As an English undergrad at a flagship state university (albiet one fettered with serious scandal in recent years), I've noticed that Derrida and similar ilk are still en vogue with my professors, but that the intellectual interest and of students seriously wanes whenever a French theorist's name pops up in class. Jaws drop, cell phones vibrate, tongues loll out, piebald. While the overintellectualization of literature and the vagaries of talking about what theories are of "value" when reading literature are perhaps running rampant in grad programs and literary peer review journals, I think the majority of students studying English at the undergrad level are in it for the emotional resonance that comes from reading.
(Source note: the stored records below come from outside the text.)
use tokio::time::Instant;

/// Estimates that drift further than this from a reported position get corrected (µs).
pub(crate) const DRIFT_THRESHOLD_US: i64 = 100_000;

/// Local estimate of a player's playback position.
///
/// Querying the real position is a bus round trip, so between replies the
/// position is extrapolated from the last known value and the time elapsed
/// since the clock was last reset. `exposed` is the value shown to the
/// display and only moves when the estimate drifts past the threshold.
#[derive(Debug, Clone)]
pub(crate) struct PositionClock {
    last_known: i64,
    exposed: i64,
    started: Option<Instant>,
}

impl PositionClock {
    pub fn new(position: i64) -> Self {
        Self {
            last_known: position,
            exposed: position,
            started: None,
        }
    }

    /// Position shown to the display (µs).
    pub fn exposed(&self) -> i64 {
        self.exposed
    }

    pub fn is_running(&self) -> bool {
        self.started.is_some()
    }

    /// Extrapolated position at `now` (µs).
    pub fn estimate(&self, now: Instant) -> i64 {
        match self.started {
            Some(started) => {
                let elapsed = now.saturating_duration_since(started).as_micros();
                self.last_known
                    .saturating_add(i64::try_from(elapsed).unwrap_or(i64::MAX))
            }
            None => self.last_known,
        }
    }

    /// Start extrapolating from the current position.
    pub fn start(&mut self, now: Instant) {
        self.last_known = self.estimate(now);
        self.started = Some(now);
    }

    /// Freeze the estimate and stop extrapolating.
    pub fn stop(&mut self, now: Instant) {
        self.last_known = self.estimate(now);
        self.exposed = self.last_known;
        self.started = None;
    }

    /// Take an authoritative position without any threshold check.
    pub fn seek(&mut self, position: i64, now: Instant) {
        self.last_known = position;
        self.exposed = position;
        if self.started.is_some() {
            self.started = Some(now);
        }
    }

    /// Apply a queried position, returns `true` when the estimate was corrected.
    pub fn correct(&mut self, position: i64, now: Instant) -> bool {
        if position.abs_diff(self.estimate(now)) <= DRIFT_THRESHOLD_US.unsigned_abs() {
            return false;
        }

        self.seek(position, now);
        true
    }

    /// Re-estimate, returns `true` when the exposed position moved.
    pub fn tick(&mut self, now: Instant) -> bool {
        let estimate = self.estimate(now);
        if estimate.abs_diff(self.exposed) <= DRIFT_THRESHOLD_US.unsigned_abs() {
            return false;
        }

        self.exposed = estimate;
        true
    }
}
I (and they) get more out of writing and reading traditional thematic and character analysis in terms of individual works and authors than theory debate. The latter form of approaching literature purloins it of the raw storytelling ichor and form present in *good* books. Ironically, I think it's grad student T.A.'s that really get this concept across the best to their students. One T.A. in a Lit. Theory recitation I had often cancelled class just because she said Derrida ruined *any* form of communication for her. Permanently. At any rate, "studying literature for its own sake" may be "an unsuitable activity in the contemporary university" in the overtly esoteric, anaesthesized tiers of upper academia, but every English major and grad student I know worth his/her salt still considers the activity of literary analysis primarily a practical one. Picking a work and its author apart bit by bit. This, really, is the beauty of analysis. Unlike dissecting a frog in a biology lab, dissecting literature revives it; makes it more fully alive.
I couldn't agree with you more. Thanks for an excellent post!